Work task: Restate, word for word, each record that follows.

Data supplied:
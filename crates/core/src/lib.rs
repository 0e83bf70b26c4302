//! `comptoir-core`: shared domain primitives (identifiers, errors).
//!
//! No IO lives here; every other crate in the workspace depends on it.

pub mod error;
pub mod id;

pub use error::{DomainError, DomainResult};
pub use id::{ArticleId, TenantId, UserId};
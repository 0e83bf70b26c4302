use async_trait::async_trait;
use chrono::{DateTime, Utc};
use serde::{Deserialize, Serialize};
use thiserror::Error;
use uuid::Uuid;

use comptoir_auth::{BlacklistEntry, RefreshToken, TokenKind, User};
use comptoir_core::{ArticleId, TenantId, UserId};
use comptoir_inventory::{Article, Availability, NewArticle};

/// Storage failure, independent of the backing technology.
#[derive(Debug, Error, Clone, PartialEq, Eq)]
pub enum StoreError {
    #[error("record not found: {0}")]
    NotFound(String),

    #[error("conflict: {0}")]
    Conflict(String),

    /// A conditional write found the record changed since it was read.
    #[error("stale write: {0}")]
    Stale(String),

    #[error("storage failure: {0}")]
    Storage(String),
}

/// Issued access token as remembered by the token repository.
#[derive(Debug, Clone, PartialEq, Eq, Serialize, Deserialize)]
pub struct IssuedTokenRecord {
    pub jti: Uuid,
    pub user_id: UserId,
    pub issued_at: DateTime<Utc>,
    pub expires_at: DateTime<Utc>,
    pub revoked: bool,
}

#[async_trait]
pub trait UserStore: Send + Sync {
    /// Insert a new user. A taken login is a `Conflict`.
    async fn insert(&self, user: User) -> Result<(), StoreError>;

    async fn find_by_id(&self, id: UserId) -> Result<Option<User>, StoreError>;

    async fn find_by_login(&self, login: &str) -> Result<Option<User>, StoreError>;

    async fn find_by_refresh_token(&self, token: &str) -> Result<Option<User>, StoreError>;

    /// Replace the user's refresh token and its expiry.
    ///
    /// With `expected`, the write only happens while the stored token still
    /// equals it; otherwise it is `Stale`. `None` overwrites unconditionally.
    async fn set_refresh_token(
        &self,
        id: UserId,
        expected: Option<&str>,
        token: &RefreshToken,
        now: DateTime<Utc>,
    ) -> Result<(), StoreError>;
}

/// Append-only deny list. Entries are keyed by (kind, token key).
#[async_trait]
pub trait TokenBlacklist: Send + Sync {
    /// Insert the entry, or move `revoked_at` when the key is already present.
    async fn upsert(&self, entry: BlacklistEntry) -> Result<(), StoreError>;

    async fn get(&self, kind: TokenKind, token: &str) -> Result<Option<BlacklistEntry>, StoreError>;

    async fn contains(&self, kind: TokenKind, token: &str) -> Result<bool, StoreError> {
        Ok(self.get(kind, token).await?.is_some())
    }
}

#[async_trait]
pub trait AccessTokenRepository: Send + Sync {
    async fn record(&self, token: IssuedTokenRecord) -> Result<(), StoreError>;

    /// Most recently issued, not yet revoked access token of a user.
    async fn latest_active_for_user(&self, user_id: UserId) -> Result<Option<IssuedTokenRecord>, StoreError>;

    /// Mark a token revoked. Revoking twice, or revoking an unknown jti, is not an error.
    async fn revoke(&self, jti: Uuid) -> Result<(), StoreError>;

    /// Unknown tokens are reported as not revoked.
    async fn is_revoked(&self, jti: Uuid) -> Result<bool, StoreError>;
}

#[async_trait]
pub trait ArticleStore: Send + Sync {
    /// Persist a new article under a store-assigned id. A libelle already used
    /// by a live article of the tenant is a `Conflict`.
    async fn create(&self, article: NewArticle, now: DateTime<Utc>) -> Result<Article, StoreError>;

    /// Soft-deleted articles are not returned.
    async fn find(&self, id: ArticleId) -> Result<Option<Article>, StoreError>;

    /// Like [`ArticleStore::find`], trashed articles included.
    async fn find_with_trashed(&self, id: ArticleId) -> Result<Option<Article>, StoreError>;

    async fn find_by_libelle(&self, tenant_id: TenantId, libelle: &str) -> Result<Option<Article>, StoreError>;

    /// Live articles of a tenant ordered by id.
    async fn list(
        &self,
        tenant_id: TenantId,
        availability: Option<Availability>,
    ) -> Result<Vec<Article>, StoreError>;

    /// Soft-deleted articles of a tenant ordered by id.
    async fn list_trashed(&self, tenant_id: TenantId) -> Result<Vec<Article>, StoreError>;

    /// Move a live article to the trash. `NotFound` unless it is live.
    async fn soft_delete(&self, id: ArticleId, now: DateTime<Utc>) -> Result<(), StoreError>;

    /// Bring a trashed article back. `NotFound` unless it is trashed,
    /// `Conflict` when a live article has taken its libelle meanwhile.
    async fn restore(&self, id: ArticleId, now: DateTime<Utc>) -> Result<Article, StoreError>;

    /// Remove a trashed article for good. `NotFound` unless it is trashed.
    async fn purge(&self, id: ArticleId) -> Result<(), StoreError>;

    /// Persist every article or none of them.
    async fn save_all(&self, articles: &[Article]) -> Result<(), StoreError>;
}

Written response:
filename crates/core/src/lib.rs
repository 0e83bf70b26c4302
//! `comptoir-core`: shared domain primitives (identifiers, errors).
//!
//! No IO lives here; every other crate in the workspace depends on it.

pub mod error;
pub mod id;

pub use error::{DomainError, DomainResult};
pub use id::{ArticleId, TenantId, UserId};
repository 0e83bf70b26c4302
use async_trait::async_trait;
use chrono::{DateTime, Utc};
use serde::{Deserialize, Serialize};
use thiserror::Error;
use uuid::Uuid;

use comptoir_auth::{BlacklistEntry, RefreshToken, TokenKind, User};
use comptoir_core::{ArticleId, TenantId, UserId};
use comptoir_inventory::{Article, Availability, NewArticle};

/// Storage failure, independent of the backing technology.
#[derive(Debug, Error, Clone, PartialEq, Eq)]
pub enum StoreError {
    #[error("record not found: {0}")]
    NotFound(String),

    #[error("conflict: {0}")]
    Conflict(String),

    /// A conditional write found the record changed since it was read.
    #[error("stale write: {0}")]
    Stale(String),

    #[error("storage failure: {0}")]
    Storage(String),
}

/// Issued access token as remembered by the token repository.
#[derive(Debug, Clone, PartialEq, Eq, Serialize, Deserialize)]
pub struct IssuedTokenRecord {
    pub jti: Uuid,
    pub user_id: UserId,
    pub issued_at: DateTime<Utc>,
    pub expires_at: DateTime<Utc>,
    pub revoked: bool,
}

#[async_trait]
pub trait UserStore: Send + Sync {
    /// Insert a new user. A taken login is a `Conflict`.
    async fn insert(&self, user: User) -> Result<(), StoreError>;

    async fn find_by_id(&self, id: UserId) -> Result<Option<User>, StoreError>;

    async fn find_by_login(&self, login: &str) -> Result<Option<User>, StoreError>;

    async fn find_by_refresh_token(&self, token: &str) -> Result<Option<User>, StoreError>;

    /// Replace the user's refresh token and its expiry.
    ///
    /// With `expected`, the write only happens while the stored token still
    /// equals it; otherwise it is `Stale`. `None` overwrites unconditionally.
    async fn set_refresh_token(
        &self,
        id: UserId,
        expected: Option<&str>,
        token: &RefreshToken,
        now: DateTime<Utc>,
    ) -> Result<(), StoreError>;
}

/// Append-only deny list. Entries are keyed by (kind, token key).
#[async_trait]
pub trait TokenBlacklist: Send + Sync {
    /// Insert the entry, or move `revoked_at` when the key is already present.
    async fn upsert(&self, entry: BlacklistEntry) -> Result<(), StoreError>;

    async fn get(&self, kind: TokenKind, token: &str) -> Result<Option<BlacklistEntry>, StoreError>;

    async fn contains(&self, kind: TokenKind, token: &str) -> Result<bool, StoreError> {
        Ok(self.get(kind, token).await?.is_some())
    }
}

#[async_trait]
pub trait AccessTokenRepository: Send + Sync {
    async fn record(&self, token: IssuedTokenRecord) -> Result<(), StoreError>;

    /// Most recently issued, not yet revoked access token of a user.
    async fn latest_active_for_user(&self, user_id: UserId) -> Result<Option<IssuedTokenRecord>, StoreError>;

    /// Mark a token revoked. Revoking twice, or revoking an unknown jti, is not an error.
    async fn revoke(&self, jti: Uuid) -> Result<(), StoreError>;

    /// Unknown tokens are reported as not revoked.
    async fn is_revoked(&self, jti: Uuid) -> Result<bool, StoreError>;
}

#[async_trait]
pub trait ArticleStore: Send + Sync {
    /// Persist a new article under a store-assigned id. A libelle already used
    /// by a live article of the tenant is a `Conflict`.
    async fn create(&self, article: NewArticle, now: DateTime<Utc>) -> Result<Article, StoreError>;

    /// Soft-deleted articles are not returned.
    async fn find(&self, id: ArticleId) -> Result<Option<Article>, StoreError>;

    /// Like [`ArticleStore::find`], trashed articles included.
    async fn find_with_trashed(&self, id: ArticleId) -> Result<Option<Article>, StoreError>;

    async fn find_by_libelle(&self, tenant_id: TenantId, libelle: &str) -> Result<Option<Article>, StoreError>;

    /// Live articles of a tenant ordered by id.
    async fn list(
        &self,
        tenant_id: TenantId,
        availability: Option<Availability>,
    ) -> Result<Vec<Article>, StoreError>;

    /// Soft-deleted articles of a tenant ordered by id.
    async fn list_trashed(&self, tenant_id: TenantId) -> Result<Vec<Article>, StoreError>;

    /// Move a live article to the trash. `NotFound` unless it is live.
    async fn soft_delete(&self, id: ArticleId, now: DateTime<Utc>) -> Result<(), StoreError>;

    /// Bring a trashed article back. `NotFound` unless it is trashed,
    /// `Conflict` when a live article has taken its libelle meanwhile.
    async fn restore(&self, id: ArticleId, now: DateTime<Utc>) -> Result<Article, StoreError>;

    /// Remove a trashed article for good. `NotFound` unless it is trashed.
    async fn purge(&self, id: ArticleId) -> Result<(), StoreError>;

    /// Persist every article or none of them.
    async fn save_all(&self, articles: &[Article]) -> Result<(), StoreError>;
}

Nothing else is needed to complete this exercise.